1568. Dari Mu'awiyah r.a., katanya: "Saya mendengar Rasulullah s.a.w. bersabda:"Sesungguhnya engkau itu apabila mengikuti - yakni mengamat-amati - cela-celanya kaum Muslimin, maka engkau akan dapat merusakkan mereka atau hampir-hampir engkau akan dapat menyebabkan kerusakan mereka." Diriwayatkan oleh Abu Dawud dengan isnad yang baik.
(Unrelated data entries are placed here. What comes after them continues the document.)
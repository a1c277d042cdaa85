//! Swap engine — fixed-rate conversion between the native asset, the stable
//! asset, and the project tokens
//!
//! Every state-changing entry point runs as one all-or-nothing call:
//! 1. Reentrancy guard
//! 2. Lifecycle check
//! 3. Access control (privileged calls)
//! 4. Input validation
//! 5. Custody pull, conversion, custody push
//! 6. Commit and event
//!
//! A failure at any step drops the custody scope uncommitted, which reverts
//! every balance and allowance write made during the call.
//!
//! The engine also fronts the asset system for everyone else: accounts move,
//! approve and register hooks for their own holdings only, and the engine's
//! own account is never reachable from outside a custody scope.

use std::cell::RefCell;
use std::rc::Rc;
use swap_types::ids::{Address, SwapId};
use swap_types::numeric::Rate;
use tracing::{debug, info, warn};

use crate::config::InitParams;
use crate::custody::Custody;
use crate::errors::SwapError;
use crate::events::{
    AssetReference, ContractEvent, Initialized, NativeWithdrawn, RatesUpdated, Swapped,
};
use crate::ledger::{AssetLedger, ReceiveHook};
use crate::rates::{RateTable, SwapPair};
use crate::security::{AccessControl, ReentrancyGuard};

/// Who is calling, and how much native value the call carries.
#[derive(Debug, Clone, Copy, PartialEq, Eq)]
pub struct CallContext {
    pub caller: Address,
    pub value: u128,
}

impl CallContext {
    /// A call carrying no native value.
    pub fn new(caller: Address) -> Self {
        Self { caller, value: 0 }
    }

    /// A call carrying `value` of the native asset.
    pub fn with_value(caller: Address, value: u128) -> Self {
        Self { caller, value }
    }
}

#[derive(Debug)]
struct ActiveState {
    access: AccessControl,
    assets: AssetReference,
    rates: RateTable,
}

#[derive(Debug)]
enum Lifecycle {
    Uninitialized,
    Active(ActiveState),
}

/// The swap engine contract.
///
/// Entry points take `&self`; state lives behind `RefCell`s so a recipient
/// hook holding a reference to the engine can attempt a nested call and be
/// turned away by the reentrancy guard. The engine is single-threaded; the
/// environment that hosts it orders concurrent callers.
#[derive(Debug)]
pub struct SwapEngine {
    /// The engine's own account in the ledger
    address: Address,
    ledger: RefCell<AssetLedger>,
    lifecycle: RefCell<Lifecycle>,
    guard: ReentrancyGuard,
    /// Emitted events log (append-only)
    events: RefCell<Vec<ContractEvent>>,
}

impl SwapEngine {
    /// Create an uninitialized engine at `address` over an empty ledger.
    pub fn new(address: Address) -> Self {
        Self::with_ledger(address, AssetLedger::new())
    }

    /// Create an uninitialized engine at `address` over an existing ledger.
    pub fn with_ledger(address: Address, ledger: AssetLedger) -> Self {
        Self {
            address,
            ledger: RefCell::new(ledger),
            lifecycle: RefCell::new(Lifecycle::Uninitialized),
            guard: ReentrancyGuard::new(),
            events: RefCell::new(Vec::new()),
        }
    }

    pub fn address(&self) -> Address {
        self.address
    }

    // ───────────────────────── Lifecycle ─────────────────────────

    /// Bind admin, assets, and rates. Callable by anyone, exactly once.
    pub fn init(&self, ctx: CallContext, params: InitParams) -> Result<ContractEvent, SwapError> {
        let _entered = self.guard.enter()?;
        reject_value(&ctx)?;

        let mut lifecycle = self.lifecycle.borrow_mut();
        if matches!(*lifecycle, Lifecycle::Active(_)) {
            return Err(SwapError::AlreadyInitialized);
        }
        let rates = RateTable::new(params.rates)?;
        *lifecycle = Lifecycle::Active(ActiveState {
            access: AccessControl::new(params.admin),
            assets: params.assets,
            rates,
        });
        drop(lifecycle);

        info!(
            engine = %self.address,
            admin = %params.admin,
            token_to_native = %params.rates[0],
            usdc_to_token = %params.rates[1],
            native_to_token = %params.rates[2],
            "swap engine initialized"
        );
        Ok(self.emit(ContractEvent::Initialized(Initialized {
            admin: params.admin,
            assets: params.assets,
            rates: params.rates,
        })))
    }

    pub fn is_initialized(&self) -> bool {
        matches!(*self.lifecycle.borrow(), Lifecycle::Active(_))
    }

    // ───────────────────────── Swaps ─────────────────────────

    /// Token in, native asset out at the `TokenToNative` rate.
    ///
    /// `native_asset_id` must be the native marker bound at init. The caller
    /// must have approved the engine for `amount` Token.
    pub fn swap_tokens(
        &self,
        ctx: CallContext,
        amount: u128,
        native_asset_id: Address,
    ) -> Result<ContractEvent, SwapError> {
        let _entered = self.guard.enter()?;
        let assets = self.assets()?;
        reject_value(&ctx)?;
        if native_asset_id != assets.native_marker {
            return Err(SwapError::invalid_input(format!(
                "{} is not the native asset",
                native_asset_id
            )));
        }
        self.execute_swap(ctx, SwapPair::TokenToNative, amount, &assets, assets.native_marker)
    }

    /// Stable asset in, Token (or SecondaryToken) out at the `UsdcToToken` rate.
    pub fn swap_usdc_to_token(
        &self,
        ctx: CallContext,
        amount: u128,
        token_id: Address,
    ) -> Result<ContractEvent, SwapError> {
        let _entered = self.guard.enter()?;
        let assets = self.assets()?;
        reject_value(&ctx)?;
        let asset_out = resolve_token(&assets, token_id)?;
        self.execute_swap(ctx, SwapPair::UsdcToToken, amount, &assets, asset_out)
    }

    /// Attached native value in, Token (or SecondaryToken) out at the
    /// `NativeToToken` rate. `ctx.value` must equal `amount`.
    pub fn swap_native_to_token(
        &self,
        ctx: CallContext,
        amount: u128,
        token_id: Address,
    ) -> Result<ContractEvent, SwapError> {
        let _entered = self.guard.enter()?;
        let assets = self.assets()?;
        if ctx.value != amount {
            return Err(SwapError::invalid_input(format!(
                "attached value {} does not match amount {}",
                ctx.value, amount
            )));
        }
        let asset_out = resolve_token(&assets, token_id)?;
        self.execute_swap(ctx, SwapPair::NativeToToken, amount, &assets, asset_out)
    }

    /// Shared swap body; the caller already holds the guard and validated
    /// the pair-specific inputs.
    fn execute_swap(
        &self,
        ctx: CallContext,
        pair: SwapPair,
        amount: u128,
        assets: &AssetReference,
        asset_out: Address,
    ) -> Result<ContractEvent, SwapError> {
        if amount == 0 {
            return Err(SwapError::invalid_input("amount must be positive"));
        }

        let asset_in = input_asset(assets, pair);
        let mut custody = Custody::begin(&self.ledger, self.address, assets.native_marker);
        match pair {
            // Attached value is the input; there is no allowance to pull against.
            SwapPair::NativeToToken => custody.receive_attached(ctx.caller, amount)?,
            _ => custody.pull(asset_in, ctx.caller, amount)?,
        }

        let rate = self.conversion_rate(pair)?;
        let amount_out = convert(rate, amount)?;

        custody.push(asset_out, ctx.caller, amount_out)?;
        custody.commit();

        info!(
            %pair,
            caller = %ctx.caller,
            amount_in = amount,
            amount_out,
            %rate,
            "swap executed"
        );
        Ok(self.emit(ContractEvent::Swapped(Swapped {
            swap_id: SwapId::new(),
            pair,
            caller: ctx.caller,
            asset_in,
            amount_in: amount,
            asset_out,
            amount_out,
            rate,
        })))
    }

    // ───────────────────────── Admin ─────────────────────────

    /// Send `amount` of the engine's native balance to the admin. Admin-only.
    pub fn withdraw_native(&self, ctx: CallContext, amount: u128) -> Result<ContractEvent, SwapError> {
        let _entered = self.guard.enter()?;
        let (admin, native) = self.with_active(|state| {
            state
                .access
                .require_admin(&ctx.caller)
                .map(|()| (state.access.admin(), state.assets.native_marker))
        })??;
        reject_value(&ctx)?;
        if amount == 0 {
            return Err(SwapError::invalid_input("withdrawal amount must be positive"));
        }

        let mut custody = Custody::begin(&self.ledger, self.address, native);
        custody.withdraw(admin, amount)?;
        let remaining = custody.balance(&native);
        custody.commit();

        info!(%admin, amount, remaining, "native asset withdrawn");
        Ok(self.emit(ContractEvent::NativeWithdrawn(NativeWithdrawn {
            admin,
            amount,
            remaining,
        })))
    }

    /// Replace all three conversion rates. Admin-only; all rates must be
    /// positive.
    pub fn set_conversion_rates(
        &self,
        ctx: CallContext,
        rates: [Rate; 3],
    ) -> Result<ContractEvent, SwapError> {
        let _entered = self.guard.enter()?;
        reject_value(&ctx)?;
        let mut lifecycle = self.lifecycle.borrow_mut();
        let Lifecycle::Active(state) = &mut *lifecycle else {
            return Err(SwapError::NotInitialized);
        };
        state.access.require_admin(&ctx.caller)?;
        let previous = state.rates.replace(rates)?;
        drop(lifecycle);

        info!(
            token_to_native = %rates[0],
            usdc_to_token = %rates[1],
            native_to_token = %rates[2],
            "conversion rates updated"
        );
        Ok(self.emit(ContractEvent::RatesUpdated(RatesUpdated {
            previous,
            current: rates,
        })))
    }

    // ───────────────────────── Views ─────────────────────────

    pub fn conversion_rate(&self, pair: SwapPair) -> Result<Rate, SwapError> {
        self.with_active(|state| state.rates.get(pair))
    }

    pub fn conversion_rates(&self) -> Result<[Rate; 3], SwapError> {
        self.with_active(|state| state.rates.as_array())
    }

    pub fn admin(&self) -> Result<Address, SwapError> {
        self.with_active(|state| state.access.admin())
    }

    pub fn assets(&self) -> Result<AssetReference, SwapError> {
        self.with_active(|state| state.assets)
    }

    /// The engine's holding of `asset`.
    pub fn custody_balance(&self, asset: &Address) -> u128 {
        self.ledger.borrow().balance_of(asset, &self.address)
    }

    /// Output a swap of `amount` on `pair` would pay at the current rate.
    pub fn quote(&self, pair: SwapPair, amount: u128) -> Result<u128, SwapError> {
        let rate = self.conversion_rate(pair)?;
        if amount == 0 {
            return Err(SwapError::invalid_input("amount must be positive"));
        }
        convert(rate, amount)
    }

    // ───────────────────────── Asset system ─────────────────────────

    pub fn balance_of(&self, asset: &Address, holder: &Address) -> u128 {
        self.ledger.borrow().balance_of(asset, holder)
    }

    pub fn allowance(&self, asset: &Address, owner: &Address, spender: &Address) -> u128 {
        self.ledger.borrow().allowance(asset, owner, spender)
    }

    /// Issue `amount` of `asset` to `to`. Issuance takes from no one.
    pub fn mint(&self, asset: Address, to: Address, amount: u128) -> Result<(), SwapError> {
        self.ledger
            .borrow_mut()
            .mint(asset, to, amount)
            .map_err(|e| SwapError::transfer_failed(asset, e))
    }

    /// Let `spender` pull up to `amount` of the caller's `asset`.
    pub fn approve(
        &self,
        ctx: CallContext,
        asset: Address,
        spender: Address,
        amount: u128,
    ) -> Result<(), SwapError> {
        self.require_external(&ctx)?;
        self.ledger
            .borrow_mut()
            .approve(asset, ctx.caller, spender, amount);
        debug!(%asset, owner = %ctx.caller, %spender, amount, "allowance set");
        Ok(())
    }

    /// Move `amount` of the caller's own `asset` to `to`.
    pub fn transfer(
        &self,
        ctx: CallContext,
        asset: Address,
        to: Address,
        amount: u128,
    ) -> Result<(), SwapError> {
        self.require_external(&ctx)?;
        self.ledger
            .borrow_mut()
            .transfer(asset, ctx.caller, to, amount)
            .map_err(|e| SwapError::transfer_failed(asset, e))?;
        debug!(%asset, from = %ctx.caller, %to, amount, "asset transferred");
        Ok(())
    }

    /// Run `hook` whenever the engine pays the caller.
    pub fn set_receive_hook(
        &self,
        ctx: CallContext,
        hook: Rc<dyn ReceiveHook>,
    ) -> Result<(), SwapError> {
        self.require_external(&ctx)?;
        self.ledger.borrow_mut().set_receive_hook(ctx.caller, hook);
        Ok(())
    }

    pub fn clear_receive_hook(&self, ctx: CallContext) {
        self.ledger.borrow_mut().clear_receive_hook(&ctx.caller);
    }

    // ───────────────────────── Events ─────────────────────────

    /// Get all emitted events.
    pub fn events(&self) -> Vec<ContractEvent> {
        self.events.borrow().clone()
    }

    /// Drain all events (consume and clear).
    pub fn drain_events(&self) -> Vec<ContractEvent> {
        std::mem::take(&mut *self.events.borrow_mut())
    }

    // ───────────────────────── Internal ─────────────────────────

    fn with_active<R>(&self, f: impl FnOnce(&ActiveState) -> R) -> Result<R, SwapError> {
        match &*self.lifecycle.borrow() {
            Lifecycle::Active(state) => Ok(f(state)),
            Lifecycle::Uninitialized => Err(SwapError::NotInitialized),
        }
    }

    /// The engine's account moves only through custody.
    fn require_external(&self, ctx: &CallContext) -> Result<(), SwapError> {
        if ctx.caller == self.address {
            warn!(engine = %self.address, "asset operation on the engine's own account refused");
            return Err(SwapError::Unauthorized { caller: ctx.caller });
        }
        Ok(())
    }

    fn emit(&self, event: ContractEvent) -> ContractEvent {
        self.events.borrow_mut().push(event.clone());
        event
    }
}

/// `floor(amount * rate / 10^18)`, refusing a swap that would pay nothing.
fn convert(rate: Rate, amount: u128) -> Result<u128, SwapError> {
    let amount_out = rate.convert(amount)?;
    if amount_out == 0 {
        return Err(SwapError::invalid_input(format!(
            "amount {} converts to zero at rate {}",
            amount, rate
        )));
    }
    Ok(amount_out)
}

fn input_asset(assets: &AssetReference, pair: SwapPair) -> Address {
    match pair {
        SwapPair::TokenToNative => assets.token,
        SwapPair::UsdcToToken => assets.stable_asset,
        SwapPair::NativeToToken => assets.native_marker,
    }
}

fn reject_value(ctx: &CallContext) -> Result<(), SwapError> {
    if ctx.value != 0 {
        return Err(SwapError::invalid_input(format!(
            "call does not accept native value, got {}",
            ctx.value
        )));
    }
    Ok(())
}

/// Accept either project token as a swap output.
fn resolve_token(assets: &AssetReference, token_id: Address) -> Result<Address, SwapError> {
    if token_id == assets.token || token_id == assets.secondary_token {
        Ok(token_id)
    } else {
        Err(SwapError::invalid_input(format!(
            "{} is not a supported output token",
            token_id
        )))
    }
}
//! Contract-specific error types
//!
//! Error taxonomy for the ledger, configuration, and swap engine layers.
//! Every `SwapError` aborts the whole call it was raised in.

use swap_types::errors::NumericError;
use swap_types::ids::Address;
use thiserror::Error;

use crate::rates::SwapPair;

/// Errors raised by the underlying asset ledger
#[derive(Error, Debug, Clone, PartialEq)]
pub enum LedgerError {
    #[error("Insufficient balance of {asset} for {holder}: required {required}, available {available}")]
    InsufficientBalance {
        asset: Address,
        holder: Address,
        required: u128,
        available: u128,
    },

    #[error("Insufficient allowance of {asset} from {owner} to {spender}: required {required}, available {available}")]
    InsufficientAllowance {
        asset: Address,
        owner: Address,
        spender: Address,
        required: u128,
        available: u128,
    },

    #[error("Arithmetic overflow in ledger balance")]
    Overflow,
}

/// Configuration loading errors
#[derive(Error, Debug)]
pub enum ConfigError {
    #[error("Failed to read config file: {0}")]
    Io(#[from] std::io::Error),

    #[error("Failed to parse config: {0}")]
    Parse(#[from] serde_json::Error),

    #[error("Invalid rate for {pair}: {source}")]
    InvalidRate {
        pair: SwapPair,
        #[source]
        source: NumericError,
    },
}

/// Swap engine errors
#[derive(Error, Debug, Clone, PartialEq)]
pub enum SwapError {
    #[error("Engine not initialized")]
    NotInitialized,

    #[error("Engine already initialized")]
    AlreadyInitialized,

    #[error("Unauthorized: caller {caller} is not admin")]
    Unauthorized { caller: Address },

    #[error("Invalid input: {reason}")]
    InvalidInput { reason: String },

    #[error("Invalid rate for {pair}: rate must be positive")]
    InvalidRate { pair: SwapPair },

    #[error("Insufficient funds of {asset}: required {required}, available {available}")]
    InsufficientFunds {
        asset: Address,
        required: u128,
        available: u128,
    },

    #[error("Transfer of {asset} failed: {reason}")]
    TransferFailed { asset: Address, reason: String },

    #[error("Reentrancy detected")]
    Reentrancy,

    #[error("Arithmetic overflow in conversion")]
    Overflow,
}

impl SwapError {
    pub(crate) fn invalid_input(reason: impl Into<String>) -> Self {
        SwapError::InvalidInput {
            reason: reason.into(),
        }
    }

    pub(crate) fn transfer_failed(asset: Address, err: LedgerError) -> Self {
        SwapError::TransferFailed {
            asset,
            reason: err.to_string(),
        }
    }
}

impl From<NumericError> for SwapError {
    fn from(err: NumericError) -> Self {
        match err {
            NumericError::Overflow => SwapError::Overflow,
            other => SwapError::invalid_input(other.to_string()),
        }
    }
}

#[cfg(test)]
mod tests {
    use super::*;
    use swap_types::ids::AddressExt;

    #[test]
    fn test_swap_error_display() {
        let err = SwapError::InsufficientFunds {
            asset: Address::from_low_u64(0x1010),
            required: 500,
            available: 20,
        };
        let msg = err.to_string();
        assert!(msg.contains("0x0000000000000000000000000000000000001010"));
        assert!(msg.contains("500"));
        assert!(msg.contains("20"));
    }

    #[test]
    fn test_invalid_rate_names_pair() {
        let err = SwapError::InvalidRate {
            pair: SwapPair::UsdcToToken,
        };
        assert!(err.to_string().contains("USDC/TOKEN"));
    }

    #[test]
    fn test_numeric_overflow_maps_to_overflow() {
        let err: SwapError = NumericError::Overflow.into();
        assert_eq!(err, SwapError::Overflow);
    }

    #[test]
    fn test_numeric_division_by_zero_maps_to_invalid_input() {
        let err: SwapError = NumericError::DivisionByZero.into();
        assert!(matches!(err, SwapError::InvalidInput { .. }));
    }

    #[test]
    fn test_ledger_error_display() {
        let err = LedgerError::InsufficientAllowance {
            asset: Address::from_low_u64(1),
            owner: Address::from_low_u64(2),
            spender: Address::from_low_u64(3),
            required: 10,
            available: 0,
        };
        assert!(err.to_string().contains("allowance"));
    }

    #[test]
    fn test_config_error_from_json() {
        let json_err = serde_json::from_str::<serde_json::Value>("{").unwrap_err();
        let err: ConfigError = json_err.into();
        assert!(matches!(err, ConfigError::Parse(_)));
    }
}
1569. Dari Ibnu Mas'ud r.a. bahwasanya ia didatangi oleh kawan-kawannya dengan membawa seorang lelaki. Kepadanya dikatakan: "Ini adalah si Fulan yang janggutnya meneteskan arak." Ibnu Mas'ud lalu berkata: "Sesungguhnya kita semua itu dilarang untuk memata-matai, tetapi jikalau ada sesuatu bukti yang nyata untuk kita gunakan sebagai pegangan, maka kita akan meneterapkan hukuman padanya." Hadits shahih yang diriwayatkan oleh Imam Abu Dawud dengan isnad menurut syaratnya Imam-imam Bukhari dan Muslim.


Bab 272
Larangan Mempunyai Prasangka Buruk Kepada Kaum Muslimin Yang Tanpa Adanya Dharurat


Allah Ta'ala berfirman: "Hai sekalian orang-orang yang beriman, jauhilah sebagian banyak dari prasangka itur sebab sesungguhnya sebagian dan prasangka itu adalah dosa." (a!-Hujurat: 12)

1570. Dari Abu Hurairah r.a. bahwasanya Rasulullah s.a.w. bersabda: "Takutlah olehmu semua akan prasangka, sebab sesungguhnya prasangka itu adalah sedusta-dustanya pembicaraan." (Muttafaq 'alaih)


Bab 273
Haramnya Menghinakan Seorang Muslim

Allah Ta'ala berfirman: "Hai sekalian orang-orang yang beriman, janganiah sesuatu kaum itu menghinakan kaum yang lain, karena barangkali kaum yang dihinakan itu lebih balk daripada yang menghinakan. Jangan pula golongan wanita yang satu itu menghinakan golongan wanita yang lain, karena barangkali golongan yang di-hinakan itu lebih baik daripada golongan yang menghinakan. Janganlah pula engkau semua mencela pada sesamamu dan janganlah memanggilkan dengan gelaran - yang mengandung ejekan. Jahat sekali nama yang buruk itu sesudah adanya keimanan. Barangsiapa yang tidak suka bertaubat, maka mereka itulah orang-orang yang menganiaya." (al-Hujurat: 11). Allah Ta'ala berfirman pula: "Celaka - atau neraka wail - bagi setiap orang yang suka mengumpat serta menista." (al-Humazah: 1)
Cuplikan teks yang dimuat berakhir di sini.